### Work order
Every line below that holds the string "normalized" must be copied.

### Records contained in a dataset
**********

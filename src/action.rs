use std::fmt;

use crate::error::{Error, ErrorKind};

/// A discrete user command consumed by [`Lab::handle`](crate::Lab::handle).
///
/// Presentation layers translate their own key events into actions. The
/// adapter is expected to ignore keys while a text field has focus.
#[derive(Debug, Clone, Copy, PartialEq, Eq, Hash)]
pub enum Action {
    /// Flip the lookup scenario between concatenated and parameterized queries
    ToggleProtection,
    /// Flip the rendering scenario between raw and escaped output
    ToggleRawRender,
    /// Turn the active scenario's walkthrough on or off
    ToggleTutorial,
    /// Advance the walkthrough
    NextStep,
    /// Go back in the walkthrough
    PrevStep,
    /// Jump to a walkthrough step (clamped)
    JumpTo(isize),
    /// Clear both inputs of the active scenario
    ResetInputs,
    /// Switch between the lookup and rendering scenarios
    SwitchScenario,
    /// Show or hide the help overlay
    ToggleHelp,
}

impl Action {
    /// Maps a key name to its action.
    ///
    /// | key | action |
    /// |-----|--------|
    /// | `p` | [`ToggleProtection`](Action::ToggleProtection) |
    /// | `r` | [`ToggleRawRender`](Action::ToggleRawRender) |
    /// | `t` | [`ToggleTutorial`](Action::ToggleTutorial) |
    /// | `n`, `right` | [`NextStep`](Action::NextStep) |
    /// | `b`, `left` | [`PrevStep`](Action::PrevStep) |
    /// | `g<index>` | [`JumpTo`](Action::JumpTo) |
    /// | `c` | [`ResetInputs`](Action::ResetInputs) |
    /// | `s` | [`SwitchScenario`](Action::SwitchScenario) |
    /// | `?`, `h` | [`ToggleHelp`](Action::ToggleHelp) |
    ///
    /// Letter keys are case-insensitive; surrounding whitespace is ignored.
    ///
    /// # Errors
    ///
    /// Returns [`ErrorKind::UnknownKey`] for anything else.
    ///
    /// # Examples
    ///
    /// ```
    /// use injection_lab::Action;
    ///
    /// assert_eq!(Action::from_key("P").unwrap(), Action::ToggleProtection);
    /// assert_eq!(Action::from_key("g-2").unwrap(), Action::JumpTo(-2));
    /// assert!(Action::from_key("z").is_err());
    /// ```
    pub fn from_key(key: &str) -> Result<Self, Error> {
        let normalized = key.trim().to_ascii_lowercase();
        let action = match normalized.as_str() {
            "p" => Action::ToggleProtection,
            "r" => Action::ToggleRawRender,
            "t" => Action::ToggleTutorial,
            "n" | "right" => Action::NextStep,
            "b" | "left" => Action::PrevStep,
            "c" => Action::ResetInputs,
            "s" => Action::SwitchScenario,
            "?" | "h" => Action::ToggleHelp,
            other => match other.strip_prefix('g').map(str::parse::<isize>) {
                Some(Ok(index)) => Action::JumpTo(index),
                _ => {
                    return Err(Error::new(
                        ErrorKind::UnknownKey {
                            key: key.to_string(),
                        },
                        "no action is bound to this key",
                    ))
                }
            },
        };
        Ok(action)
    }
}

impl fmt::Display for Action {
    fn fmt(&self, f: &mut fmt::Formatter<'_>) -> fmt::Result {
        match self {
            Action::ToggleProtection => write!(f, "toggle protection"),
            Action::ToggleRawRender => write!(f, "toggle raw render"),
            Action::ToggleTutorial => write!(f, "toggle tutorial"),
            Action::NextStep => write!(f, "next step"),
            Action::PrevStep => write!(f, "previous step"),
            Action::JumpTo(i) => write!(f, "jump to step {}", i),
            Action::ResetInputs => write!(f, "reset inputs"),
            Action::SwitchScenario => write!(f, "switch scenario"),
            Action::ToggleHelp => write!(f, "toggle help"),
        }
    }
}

**********

### Output
        let normalized = key.trim().to_ascii_lowercase();
        let action = match normalized.as_str() {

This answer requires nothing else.